Mechanism of activation of the heme-stabilized translational inhibitor of reticulocyte lysates by calcium ions and phospholipid.

We have reported previously that calcium ions and phospholipid activate the heme-stabilized proinhibitor form (pro-HCI) of the heme-controlled translational inhibitor (HCI) in reticulocyte lysates and promote the first step of the reaction pro-HCI in equilibrium reversible HCI----irreversible HCI. This suggested the possible involvement of a Ca2+/phospholipid-dependent protein kinase (protein kinase C) in the activation.
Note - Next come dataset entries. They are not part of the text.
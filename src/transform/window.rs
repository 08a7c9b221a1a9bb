//! VOI functions mapping a rescaled value to a display level in `0..=255`.

use crate::config::VoiFunction;

/// Apply `function` with the given window, returning an unrounded level
/// clamped to `[0, 255]`.
pub fn apply_function(function: VoiFunction, x: f64, center: f64, width: f64) -> f64 {
    let y = match function {
        VoiFunction::LinearDicom => {
            if width <= 1.0 {
                // degenerate DICOM window: a threshold at center - 0.5
                if x <= center - 0.5 {
                    0.0
                } else {
                    255.0
                }
            } else {
                (x - (center - 0.5)) * 255.0 / (width - 1.0) + 127.5
            }
        }
        VoiFunction::LinearExact => (x - center) * 255.0 / width + 127.5,
        VoiFunction::Logistic => 255.0 / (1.0 + (-4.0 * (x - center) / width).exp()),
    };
    y.clamp(0.0, 255.0)
}

/// Round a clamped level to a byte.
#[inline]
pub(crate) fn to_level(y: f64) -> u8 {
    y.round().clamp(0.0, 255.0) as u8
}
However, further investigation revealed, among other things, that polyunsaturated fatty acids (e.g., arachidonic acid) were as effective as Ca2+/phospholipid in promoting translational inhibition and phosphorylation of the alpha subunit of the chain-initiation factor eIF-2 and, moreover, HCI activation could be prevented or reversed in either case by NADPH-generating systems or by dithiols. Our results suggest that pro-HCI is activated by lipoperoxides produced in reticulocyte lysates from either phospholipid or polyunsaturated fatty acids; the presence of Ca2+ is required in the former but not in the latter case. The reversible activation of HCI by Ca2+ and phospholipid might suggest a possible modulatory role of Ca2+ in translational control.